I'm with you on the JS ecosystem - I work on crufty .NET desktop apps - but you couldn't pay me to work on my crufty .NET apps using SVN.
They might not be upset on the first few weeks but after a month or so they will be familiar with the pain.
> cried of happiness when we moved to git from SVN
You bring back some real memories with this phrase.I recall moving from RCS and CVS and thinking: "Oh, this is a real improvement." (Forgive me; I was young.)
Then, I moved from CVS to SVN and thought: "This is revolutionary. I can rename and merge." (Again, please withhold throwing your tomatoes until the end of the story!)
Later, projects grew large enough, that SVN became horrible because of how I/O worked on my PCs/networks (file by file, long before 1G network to developer PCs and horribly slow spinning disks).
The upgrade to Git was epic. Sure, the commands are weird and complex. More than 10 years later, I still need to lookup a command once a month, but it beats the pants off anything before. Hat tip to all the people (Hamano-san, et al) who have contributed to Git in the last 20 years. My life as a developer is so much better for it.
I can, if the version control software is just not up to standards.
I absolutely didn’t mind using mercurial/hg, even though I literally haven’t touched it until that point and knew nothing about it, because it is actually pretty good. I like it more than git now.
Git is a decent option that most people would be familiar with, cannot be upset about it either.
On another hand, Source Depot sucked badly, it felt like I had to fight against it the entire time. I wasn’t upset because it was unfamiliar to me. In fact, the more familiar I got with it, the more I disliked it.

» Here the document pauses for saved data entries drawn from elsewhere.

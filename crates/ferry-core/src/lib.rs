//! Resilient delivery of large binary assets: ordered multi-source fallback,
//! integrity checks, single-flight loads, weighted progress and a persistent
//! cache owned by a separate coordinator.

pub mod cache;
pub mod config;
pub mod downloader;
pub mod error;
pub mod http_client;
pub mod integrity;
pub mod orchestrator;
pub mod progress;
pub mod resolver;
pub mod retry;
pub mod singleflight;

pub use config::{load_config, AssetDescriptor, AssetKind, LoaderConfig, SourceCandidate, SourceTier};
pub use error::{
    CacheProtocolError, ConfigError, ErrorKind, IntegrityError, LoadError, LoadResult,
    NetworkErrorKind,
};
pub use integrity::{IntegrityValidator, ValidatedSource};
pub use orchestrator::{
    ActiveLoad, AttemptOutcome, LoadAttempt, LoadState, LoadedAsset, LoaderStatus, Orchestrator,
    SourceReport,
};
pub use progress::{Phase, PhaseWeight, ProgressAggregator, ProgressUpdate};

Credit where credit is due at my time at Excel we did improve things a lot (migration from Script# to TypeScript, migration from SourceDepot to git, shorter dev loop and better tooling etc) and a large chunk of development time was spent on developer tooling/happiness.
But it does suck to have to go to one of the old places and use sourcedepot and `osubmit` the "make a change" tool and then go over 16 popups in the "happy path" to submit your patch for review (also done in a weird windows gui review tool)
Git was quite the improvement :D
What I hate about bitbucket is how stagnated it is.